Did you know that there are more than 200 over the counter remedies for digestive disorders, many of which can actually create additional digestive problems? Or that visits for intestinal disorders are among the most common to primary care physicians? I can't tell you the amount of GPs or specialists I've seen, telling me that it's all in my head and here 'have some anti-depressants' handing them out as if they were sweeties. No my friend, the only thing in my head when you offer me a snap shot solution to a larger problem is the thought of just how absurd it is that you cannot acknowledge bacterias, yeasts and parasitic fungus in the body as a major cause of inflammation, damage and disease in the body.
Having a healthy gut means more than just being inconvenienced by a little bloating or heartburn. It is central to your entire health. It is connected to everything that happens in your body. Somedays, it's the difference between being able to get out of bed or not.
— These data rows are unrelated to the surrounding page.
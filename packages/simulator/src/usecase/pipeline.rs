//! Per-user setup pipeline: handshake, connection, join orchestration and
//! liveness monitoring.

use std::sync::Arc;

use async_trait::async_trait;
use url::Url;

use crate::{
    connection::ConnectionFactory,
    domain::{ConnectionHandle, ConnectionId, JoinConfirmer, JoinRequest},
    error::SetupError,
    handshake::SessionAcquirer,
    report::{Reporter, user_label},
    resolver::derive_realtime_endpoint,
    transport::current_user_subscription,
};

use super::{join_orchestrator::JoinOrchestrator, liveness::LivenessMonitor};

/// Brings one simulated user from a join request to a live connection
#[async_trait]
pub trait SessionPipeline: Send + Sync {
    /// Run the setup sequence for `request`.
    ///
    /// On success the returned handle owns a constructed transport, a running
    /// join orchestrator and an attached liveness monitor.
    async fn establish(&self, request: &JoinRequest) -> Result<ConnectionHandle, SetupError>;
}

/// Pipeline against a real conferencing server
pub struct LiveSessionPipeline {
    acquirer: SessionAcquirer,
    factory: ConnectionFactory,
    monitor: LivenessMonitor,
    reporter: Arc<dyn Reporter>,
    endpoint_override: Option<Url>,
}

impl LiveSessionPipeline {
    pub fn new(
        acquirer: SessionAcquirer,
        factory: ConnectionFactory,
        monitor: LivenessMonitor,
        reporter: Arc<dyn Reporter>,
    ) -> Self {
        Self {
            acquirer,
            factory,
            monitor,
            reporter,
            endpoint_override: None,
        }
    }

    /// Connect to `endpoint` instead of the one derived from the join URL
    pub fn with_endpoint_override(mut self, endpoint: Url) -> Self {
        self.endpoint_override = Some(endpoint);
        self
    }

    fn realtime_endpoint(&self, join_url: &Url) -> Result<Url, SetupError> {
        match &self.endpoint_override {
            Some(endpoint) => Ok(endpoint.clone()),
            None => derive_realtime_endpoint(join_url.as_str())
                .ok_or_else(|| SetupError::Endpoint(join_url.to_string())),
        }
    }
}

#[async_trait]
impl SessionPipeline for LiveSessionPipeline {
    async fn establish(&self, request: &JoinRequest) -> Result<ConnectionHandle, SetupError> {
        let user_index = request.user_index();
        self.reporter.progress(&format!(
            "{} ({}) requesting session",
            user_label(user_index),
            request.display_name()
        ));

        let grant = self.acquirer.acquire(request).await?;
        tracing::debug!(user_index, "Session token acquired");

        let endpoint = self.realtime_endpoint(&grant.join_url)?;
        let (mut handle, client) = self.factory.open(
            endpoint,
            &grant.token,
            ConnectionId::generate(),
            user_index,
            request.display_name().to_string(),
        )?;

        // Subscribe before any join mutation can be issued.
        let subscription = client.subscribe(current_user_subscription())?;
        let confirmer: Arc<dyn JoinConfirmer> = client;
        let orchestrator = JoinOrchestrator::new(
            user_index,
            handle.join_gate().clone(),
            confirmer,
            self.reporter.clone(),
        );
        handle.set_orchestrator(tokio::spawn(orchestrator.run(subscription)));

        let reporter = self.reporter.clone();
        self.monitor.attach(&mut handle, move |user_index| {
            tracing::warn!(user_index, "Connection appears stale");
            reporter.progress(&format!("{} connection appears stale", user_label(user_index)));
        });

        Ok(handle)
    }
}
//! Domain model of the load simulator.
//!
//! Value objects, per-connection state and the traits the use cases depend
//! on. Concrete transports live in `crate::transport`.

mod activity;
mod display_name;
mod handle;
mod join_gate;
mod join_request;
mod transport;
mod value_object;

pub use activity::ActivityTracker;
pub use display_name::generate_display_name;
pub use handle::ConnectionHandle;
pub use join_gate::{JoinGate, JoinState};
pub use join_request::{JoinMode, JoinRequest, SelfSignedJoin};
pub use transport::{JoinConfirmer, RealtimeTransport};
pub use value_object::{ConnectionId, SessionToken};

#[cfg(test)]
pub use transport::MockJoinConfirmer;
//! Liveness monitor: periodic staleness check of one connection.

use std::{sync::Arc, time::Duration};

use nigiwai_shared::time::Clock;
use tokio::time::{Instant, MissedTickBehavior, interval_at};

use crate::domain::{ActivityTracker, ConnectionHandle};

/// Timing of the liveness check
#[derive(Debug, Clone, Copy, PartialEq, Eq)]
pub struct MonitorConfig {
    /// Period between checks; the first check runs one period after attach
    pub interval: Duration,
    /// Silence (milliseconds since the last message) after which a warmed-up
    /// connection counts as stale
    pub stale_after_millis: i64,
}

impl Default for MonitorConfig {
    fn default() -> Self {
        Self {
            interval: Duration::from_secs(5),
            stale_after_millis: 15_000,
        }
    }
}

/// Whether a connection counts as stale at `now`.
///
/// Connections that have not seen both a message and a ping yet are never
/// stale.
pub fn is_stale(activity: &ActivityTracker, now: i64, stale_after_millis: i64) -> bool {
    activity.is_warmed_up() && now - activity.last_message_at() > stale_after_millis
}

/// Attaches staleness timers to connection handles
#[derive(Clone)]
pub struct LivenessMonitor {
    config: MonitorConfig,
    clock: Arc<dyn Clock>,
}

impl LivenessMonitor {
    pub fn new(config: MonitorConfig, clock: Arc<dyn Clock>) -> Self {
        Self { config, clock }
    }

    /// Start checking `handle` periodically, calling `on_stale(user_index)`
    /// on every tick that finds it stale.
    ///
    /// The monitor never tears the connection down itself. Attaching again
    /// replaces the previous timer.
    pub fn attach<F>(&self, handle: &mut ConnectionHandle, on_stale: F)
    where
        F: Fn(usize) + Send + Sync + 'static,
    {
        let activity = handle.activity().clone();
        let user_index = handle.user_index();
        let clock = self.clock.clone();
        let config = self.config;

        let task = tokio::spawn(async move {
            let mut ticker = interval_at(Instant::now() + config.interval, config.interval);
            ticker.set_missed_tick_behavior(MissedTickBehavior::Delay);
            loop {
                ticker.tick().await;
                if is_stale(&activity, clock.now_millis(), config.stale_after_millis) {
                    on_stale(user_index);
                }
            }
        });
        handle.set_monitor(task);
    }

    /// Stop checking `handle`. Idempotent.
    pub fn detach(handle: &mut ConnectionHandle) -> bool {
        handle.detach_monitor()
    }
}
Why is having a healthy gut so damn important? Well, there are five hundred species and three pounds of bacteria in your gut which essentially make your gut a HUGE chemical factory or powerhouse that helps you digest your food, produces vitamins, helps regulate hormones, excrete toxins and produce healing compounds that keep your gut healthy. So no biggie then?
Your entire immune system is protected from the toxic environment in your the gut by a one cell thick layer (just one cell) and if that gets damaged it creates an overactive immune system, producing inflammation throughout the body. This is what we know to be leaky gut.
And then we all know that quote about our guts being our second brains, right? In fact, your gut nervous system actually contains more neurotransmitters than your brain. If those messages between brain to gut or gut to brain get messed up or altered in anyway then you're pretty much at central station waiting for them to announce your train platform, they might put a few different gates up but ultimately your train is cancelled and you're never leaving that terminal. It's seriously going to affect your health.
Then, of course, your gut has to get rid of all the toxins produced as a byproduct of your metabolism that your liver dumps in, and if things get backed up, the chances of you becoming toxic are extremely high.
Not only that, but whilst all this is going on quietly in the background, your gut then has to try and breakdown all the things you shove down your gullet. From refined sugars, processed fructose to the genetically engineered foods and pesticides. Your poor gut is literally screaming, 'what the hell is all this crap? Don't make me try and break this down!'
All this work just to keep you healthy. It's no wonder our guts are having enough and letting chaps like Pete the parasite wade on in and set up camp.
If you're keen to find out more on how to heal your gut or maintain gut health, I'll be posting how my progress goes over the coming weeks and months.
Pete the parasite, your eviction notice has been served.